Chewing is also meditation. Imagine yourself in your favorite restaurant and tasting the sensational magic in the air, the aroma of great food. The first bite of the mixture of velvety and crunchy leaves and a rather bitter flavor of mescal greens wake up the taste buds in your mouth. You are so ready to take the first bite of the golden-brown, cedar-planked salmon. The sharper, outside, spicy-salty taste blends with the rather sweeter and softer taste of the center part, as the bite falls apart in you mouth. "But wait! Something is missing." Of course, you need a drop of lemon to make this experience magical. Now, with the sour taste of the lemon, the bite feels complete. After a few bites, the delight is overwhelming and the taste needs to be broken with something blander. "Oh, I will just take a bite of my roasted garlic mashed potato." The magic continues. You feel the velvety soft texture of this paste-like substance, soothing the spices from the fish. Perfect match! What a joyful and satisfying feeling! Then the bite of the bittersweet crunch of velvety dark chocolate, covering the completely ripe, sweet-and-sour tangy strawberry puts you right over! You even forget that "hot" guy sitting at the bar. You just want the magic to last forever. You just want to keep chewing to discover more. The only thing you are thinking about is your action of chewing and tasting the food. You totally focus on doing one thing at a time.

Chewing brings out the flavor of food. Chewing and holding the food in your mouth longer allows you to experience the magic behind the flavors. By chewing, you experience all six tastes—bitter, sweet, salty, sour, spicy (pungent), and paste, like astringent (potato)—in your meal in perfect harmony. The tastes balance each other out to leave you not wanting anything else. You feel satisfied with what you have eaten.

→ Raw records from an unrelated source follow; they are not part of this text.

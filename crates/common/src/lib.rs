//! OPNC Common Library
//!
//! Shared configuration and test-fixture types for the OPNC integration
//! suite (OpenProject + Nextcloud + Keycloak).

pub mod config;
pub mod users;

pub use config::{ConfigError, SetupMethod, TestConfig};
pub use users::{TestUser, ADMIN_USER, ALICE_USER, BRIAN_USER};

/// Suite version
pub const VERSION: &str = env!("CARGO_PKG_VERSION");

Balancing the tastes brings satisfaction. "Boy, when I eat all those salty tortilla chips, I need to switch over to something sweet!" The other day, that hot-and-sour soup at the local Thai restaurant left you screaming for the relief brought on by a slice of cucumber. These are just a couple of examples of opposing tastes. When we eat too much of one taste, we start craving the opposite taste to restore harmony. The next time you feel something is missing and you keep looking for something else to eat even though you are full, look at what you ate. See if your meal contained all six tastes or if you indulged in something. A few bites of that missing taste will bring you back to harmony and keep you from eating all night long.

Thoughtfully designed meals and proper chewing bring you joy and happiness every time you eat.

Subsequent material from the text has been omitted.